• WHAT THIS TASK INVOLVES
The line that contains "asserted on a JWT." marks the end: retype the data below exactly from its first line through that line.

(Beginning of EXTRACTED DATA)

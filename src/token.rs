//! Manage json web tokens.
//!
//! Tokens are stateless: verification never reaches the store and an issued
//! token stays valid until it expires. There is no revocation.

use axum::extract::FromRef;
use chrono::{DateTime, Duration, Utc};
use jsonwebtoken::errors::ErrorKind;
use jsonwebtoken::{
    Algorithm, DecodingKey, EncodingKey, Header, Validation, decode, encode,
};
use serde::{Deserialize, Serialize};
use uuid::Uuid;

use crate::AppState;
use crate::user::User;

/// Validity of a token, in seconds.
pub const EXPIRATION_TIME: i64 = 60 * 60 * 24; // 1 day.

#[derive(Debug, thiserror::Error)]
pub enum TokenError {
    #[error("Missing token.")]
    Missing,
    #[error("invalid token: {0}")]
    Malformed(jsonwebtoken::errors::Error),
    #[error("token expired")]
    Expired,
    #[error("failed to sign token: {0}")]
    Encode(jsonwebtoken::errors::Error),
}

/// Pieces of information asserted on a JWT.
#[derive(Clone, Debug, PartialEq, Serialize, Deserialize)]
pub struct Claims {
    /// User ID.
    pub id: Uuid,
    pub email: String,
    pub username: String,
    /// Identifies the time at which the JWT was issued.
    pub iat: i64,
    /// Identifies the expiration time after which the JWT must not be
    /// accepted for processing.
    pub exp: i64,
}

/// Manage JWT tokens.
#[derive(Clone)]
pub struct TokenManager {
    algorithm: Algorithm,
    encoding_key: EncodingKey,
    decoding_key: DecodingKey,
}

impl FromRef<AppState> for TokenManager {
    fn from_ref(state: &AppState) -> TokenManager {
        state.token.clone()
    }
}

impl TokenManager {
    /// Create a new [`TokenManager`] from a shared secret.
    pub fn new(secret: impl AsRef<[u8]>) -> Self {
        Self {
            algorithm: Algorithm::HS256,
            encoding_key: EncodingKey::from_secret(secret.as_ref()),
            decoding_key: DecodingKey::from_secret(secret.as_ref()),
        }
    }

    /// Create a new token for `user`, issued at `now`.
    pub fn create(
        &self,
        user: &User,
        now: DateTime<Utc>,
    ) -> Result<String, TokenError> {
        let claims = Claims {
            id: user.id,
            email: user.email.clone(),
            username: user.username.clone(),
            iat: now.timestamp(),
            exp: (now + Duration::seconds(EXPIRATION_TIME)).timestamp(),
        };

        encode(&Header::new(self.algorithm), &claims, &self.encoding_key)
            .map_err(TokenError::Encode)
    }

    /// Decode and check a token.
    pub fn decode(&self, token: Option<&str>) -> Result<Claims, TokenError> {
        let token = token
            .filter(|t| !t.is_empty())
            .ok_or(TokenError::Missing)?;

        let mut validation = Validation::new(self.algorithm);
        validation.leeway = 0;
        validation.validate_aud = false;

        decode::<Claims>(token, &self.decoding_key, &validation)
            .map(|data| data.claims)
            .map_err(|err| match err.kind() {
                ErrorKind::ExpiredSignature => TokenError::Expired,
                _ => TokenError::Malformed(err),
            })
    }
}

#[cfg(test)]
mod tests {
    use super::*;

    fn user() -> User {
        User {
            id: Uuid::new_v4(),
            email: "a@b.com".into(),
            username: "alice".into(),
            ..Default::default()
        }
    }

    #[test]
    fn test_create_then_decode() {
        let manager = TokenManager::new("secret");
        let user = user();
        let now = Utc::now();

        let token = manager.create(&user, now).unwrap();
        let claims = manager.decode(Some(&token)).unwrap();

        assert_eq!(claims.id, user.id);
        assert_eq!(claims.email, "a@b.com");
        assert_eq!(claims.username, "alice");
        assert_eq!(claims.exp - claims.iat, EXPIRATION_TIME);
    }

    #[test]
    fn test_flipped_signature_byte() {
        let manager = TokenManager::new("secret");
        let token = manager.create(&user(), Utc::now()).unwrap();

        let (head, signature) = token.rsplit_once('.').unwrap();
        let mut signature = signature.as_bytes().to_vec();
        signature[5] = if signature[5] == b'A' { b'B' } else { b'A' };
        let tampered =
            format!("{head}.{}", String::from_utf8(signature).unwrap());

        assert!(matches!(
            manager.decode(Some(&tampered)),
            Err(TokenError::Malformed(_))
        ));
    }

    #[test]
    fn test_other_secret() {
        let token = TokenManager::new("secret")
            .create(&user(), Utc::now())
            .unwrap();

        assert!(matches!(
            TokenManager::new("other").decode(Some(&token)),
            Err(TokenError::Malformed(_))
        ));
    }

    #[test]
    fn test_expired() {
        let manager = TokenManager::new("secret");
        let issued = Utc::now() - Duration::seconds(EXPIRATION_TIME + 5);
        let token = manager.create(&user(), issued).unwrap();

        assert!(matches!(
            manager.decode(Some(&token)),
            Err(TokenError::Expired)
        ));
    }

    #[test]
    fn test_missing_and_garbage() {
        let manager = TokenManager::new("secret");

        assert!(matches!(manager.decode(None), Err(TokenError::Missing)));
        assert!(matches!(manager.decode(Some("")), Err(TokenError::Missing)));
        assert!(matches!(
            manager.decode(Some("not.a.jwt")),
            Err(TokenError::Malformed(_))
        ));
    }
}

(End of EXTRACTED DATA)

• THE COMPLETED TASK
filename src/token.rs
//! Manage json web tokens.
//!
//! Tokens are stateless: verification never reaches the store and an issued
//! token stays valid until it expires. There is no revocation.

use axum::extract::FromRef;
use chrono::{DateTime, Duration, Utc};
use jsonwebtoken::errors::ErrorKind;
use jsonwebtoken::{
    Algorithm, DecodingKey, EncodingKey, Header, Validation, decode, encode,
};
use serde::{Deserialize, Serialize};
use uuid::Uuid;

use crate::AppState;
use crate::user::User;

/// Validity of a token, in seconds.
pub const EXPIRATION_TIME: i64 = 60 * 60 * 24; // 1 day.

#[derive(Debug, thiserror::Error)]
pub enum TokenError {
    #[error("Missing token.")]
    Missing,
    #[error("invalid token: {0}")]
    Malformed(jsonwebtoken::errors::Error),
    #[error("token expired")]
    Expired,
    #[error("failed to sign token: {0}")]
    Encode(jsonwebtoken::errors::Error),
}

/// Pieces of information asserted on a JWT.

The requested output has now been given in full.